Russell Hulme regularly conducts throughout Britain and Ireland and in 2019 appeared for the first time as guest conductor with the Zaporozhye Symphony Orchestra in Ukraine. In 2001 he toured Australia and New Zealand, where he conducted the State Orchestra of Victoria (now Orchestra Victoria), the Auckland Philharmonia and the Sydney Opera House Orchestra. He has worked with the Carl Rosa Opera Company as conductor and chorus-master, including the company's tours of North America in 2004 and 2006. Russell Hulme was the Director of Music at North Hertfordshire College, Hitchin, Hertfordshire, for almost ten years, leaving to become, in 1992, the first director of music at Aberystwyth University, where he was appointed emeritus reader following his retirement in July 2020. For the university he conducted the symphony orchestra (Philomusica) and the University Singers (formerly known as the Choral Union).

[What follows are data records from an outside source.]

use crate::error::{CoreResult, ExplainError};
use crate::model::ExplainRequest;
use unicode_normalization::UnicodeNormalization;

fn clean_text(s: &str) -> String {
    // Unicode NFC normalization + BOM strip + CRLF -> LF + trim
    let mut t = s.nfc().collect::<String>();
    if t.starts_with('\u{FEFF}') {
        t.remove(0);
    }
    if t.contains("\r\n") {
        t = t.replace("\r\n", "\n");
    }
    t.trim().to_string()
}

/// Cleans an explain request before it goes on the wire. An empty question is
/// replaced by `default_question`; an empty return id is rejected.
pub fn normalize_explain(mut req: ExplainRequest, default_question: &str) -> CoreResult<ExplainRequest> {
    req.return_id = clean_text(&req.return_id);
    if req.return_id.is_empty() {
        return Err(ExplainError::Validation("return_id must not be empty".into()));
    }
    req.question = clean_text(&req.question);
    if req.question.is_empty() {
        req.question = clean_text(default_question);
    }
    Ok(req)
}

#[cfg(test)]
mod tests {
    use super::*;
    use crate::config::DEFAULT_QUESTION;

    #[test]
    fn trims_fields_and_keeps_flag() {
        let req = ExplainRequest::new("  ret-1 ", "  Where is it?  ", true);
        let out = normalize_explain(req, DEFAULT_QUESTION).unwrap();
        assert_eq!(out.return_id, "ret-1");
        assert_eq!(out.question, "Where is it?");
        assert!(out.use_backend);
    }

    #[test]
    fn empty_question_uses_default() {
        let req = ExplainRequest::new("ret-1", "   ", false);
        let out = normalize_explain(req, DEFAULT_QUESTION).unwrap();
        assert_eq!(out.question, "Why is my refund delayed?");
    }

    #[test]
    fn empty_return_id_is_validation_error() {
        let req = ExplainRequest::new("\u{FEFF}   ", "q", false);
        let err = normalize_explain(req, DEFAULT_QUESTION).unwrap_err();
        match err {
            ExplainError::Validation(msg) => assert!(msg.contains("return_id")),
            other => panic!("expected Validation, got: {:?}", other),
        }
    }

    #[test]
    fn unicode_nfc_bom_and_crlf_normalization() {
        let req = ExplainRequest::new("\u{FEFF}ret-e\u{301}", "line1\r\nline2", false);
        let out = normalize_explain(req, DEFAULT_QUESTION).unwrap();
        assert_eq!(out.return_id, "ret-é");
        assert_eq!(out.question, "line1\nline2");
    }
}
//! Decoding of `data:` frames into explain events.

use serde::{Deserialize, Serialize};

/// Prefix marking an event-bearing SSE line.
pub const DATA_PREFIX: &str = "data: ";

/// Legacy end-of-stream marker sent as a bare `data:` payload.
pub const LEGACY_DONE: &str = "[DONE]";

/// Structured event carried as JSON in a `data:` payload.
#[derive(Debug, Clone, PartialEq, Eq, Serialize, Deserialize)]
#[serde(tag = "type", rename_all = "lowercase")]
pub enum ExplainEvent {
    /// Progress label replacing the current step header.
    Step {
        #[serde(default)]
        content: String,
    },
    /// Text appended to the explanation.
    Content {
        #[serde(default)]
        content: String,
    },
    /// Business-level failure reported by the upstream, rendered inline.
    Error {
        #[serde(default)]
        content: String,
    },
    Done {
        #[serde(default)]
        content: String,
    },
}

/// What a single frame turned out to be.
#[derive(Debug, Clone, PartialEq)]
pub enum FramePayload {
    Event(ExplainEvent),
    /// Valid JSON that is not a known event (unknown `type`, not an object, ...).
    Unrecognized(serde_json::Value),
    /// Payload that is not JSON at all; handled by the legacy text path.
    Legacy(String),
}

impl FramePayload {
    /// Classify one complete frame. Returns `None` for lines that do not start
    /// with `data: ` (comments, keep-alives, blank separators, other fields).
    pub fn parse(frame: &str) -> Option<Self> {
        let payload = frame.strip_prefix(DATA_PREFIX)?;
        let value = match serde_json::from_str::<serde_json::Value>(payload) {
            Ok(v) => v,
            Err(_) => return Some(Self::Legacy(payload.to_string())),
        };
        Some(match ExplainEvent::deserialize(&value) {
            Ok(ev) => Self::Event(ev),
            Err(_) => Self::Unrecognized(value),
        })
    }
}

#[cfg(test)]
mod tests {
    use super::*;
    use serde_json::json;

    #[test]
    fn decodes_each_event_type() {
        assert_eq!(
            FramePayload::parse(r#"data: {"type":"step","content":"Checking"}"#),
            Some(FramePayload::Event(ExplainEvent::Step { content: "Checking".into() }))
        );
        assert_eq!(
            FramePayload::parse(r#"data: {"type":"content","content":"Hello "}"#),
            Some(FramePayload::Event(ExplainEvent::Content { content: "Hello ".into() }))
        );
        assert_eq!(
            FramePayload::parse(r#"data: {"type":"error","content":"boom"}"#),
            Some(FramePayload::Event(ExplainEvent::Error { content: "boom".into() }))
        );
        assert_eq!(
            FramePayload::parse(r#"data: {"type":"done"}"#),
            Some(FramePayload::Event(ExplainEvent::Done { content: String::new() }))
        );
    }

    #[test]
    fn non_data_lines_are_skipped() {
        assert_eq!(FramePayload::parse(""), None);
        assert_eq!(FramePayload::parse(": keep-alive"), None);
        assert_eq!(FramePayload::parse("event: message"), None);
        // prefix must include the space
        assert_eq!(FramePayload::parse("data:{\"type\":\"done\"}"), None);
    }

    #[test]
    fn plain_text_falls_back_to_legacy() {
        assert_eq!(
            FramePayload::parse("data: plain text"),
            Some(FramePayload::Legacy("plain text".into()))
        );
        assert_eq!(
            FramePayload::parse("data: [DONE]"),
            Some(FramePayload::Legacy(LEGACY_DONE.into()))
        );
        assert_eq!(FramePayload::parse("data: "), Some(FramePayload::Legacy(String::new())));
    }

    #[test]
    fn json_without_known_type_is_unrecognized() {
        assert_eq!(
            FramePayload::parse(r#"data: {"type":"usage","tokens":3}"#),
            Some(FramePayload::Unrecognized(json!({"type":"usage","tokens":3})))
        );
        assert_eq!(FramePayload::parse("data: 42"), Some(FramePayload::Unrecognized(json!(42))));
    }

    #[test]
    fn extra_fields_are_ignored() {
        assert_eq!(
            FramePayload::parse(r#"data: {"type":"content","content":"x","seq":7}"#),
            Some(FramePayload::Event(ExplainEvent::Content { content: "x".into() }))
        );
    }
}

He also became conductor of the Aberystwyth Choral Society in 2002. He was the recipient of the 2012 Glyndŵr Award for "an Outstanding Contribution to the Arts in Wales" presented at the 2012 Machynlleth Festival. He has published articles for the New Grove Dictionary of Music and Musicians and the BBC Proms, and for Oxford University Press, he edited a 2006 edition of William Walton's Symphony No. 2 and a 2002 score of Haydn's Missa in tempore belli (Mass in Time of War), among other pieces. His reconstructions of partially lost scores and his orchestrations have been performed on recordings and radio broadcasts. His orchestrations include music composed by Neil Brand. He is a Fellow of the Royal Society of Arts.

Opera magazine described Russell Hulme as "our leading authority on Sullivan's manuscripts". He has acted as consultant on Sullivan scores with such opera companies as Welsh National Opera (Charles Mackerras's The Yeomen of the Guard), English National Opera (the Ken Russell/Jane Glover Princess Ida), New Sadler's Wells Opera and D'Oyly Carte Opera Company. He edited Sullivan's music and advised for Mike Leigh's 1999 film Topsy-Turvy. In 2000 Oxford University Press published his critical edition of the full and piano-vocal scores of Ruddigore (revised and reissued in 2017), and the same year, his edition of the rediscovered Sullivan D minor string quartet was published. Russell Hulme has written articles on Gilbert and Sullivan and other areas of British music, and he has lectured at the International Gilbert and Sullivan Festival, where he also conducted a 2009 professional revival of Princess Ida and a production of The Arcadians. He has reconstructed songs cut from Gilbert and Sullivan operas where the music had been partially lost, including the Duke's first act aria from Patience. He was also Consultant Editor to the 2016 Oxford University Press edition of The Yeomen of the Guard, edited by Colin Jagger.

He is also a leading authority on the music of Edward German. He was Senior Music Advisor and a conductor at the Sir Edward German Music Festivals at Whitchurch, Shropshire in 2006, 2009 and 2014 and created The Edward German Archive, a collection of the composer's manuscripts and papers now held by the British Library. Russell Hulme conducted (and also edited the score and wrote liner notes for) the first complete recording of Tom Jones, by Edward German, released by Naxos in 2009. AllMusic rates the recording four stars out of five. It reached No. 3 in the UK classical charts. He also prepared performing editions of German's scores for recordings by the BBC Concert Orchestra, with John Wilson conducting, including a reconstructed orchestration for the "Marche Solonnelle", which had never been recorded.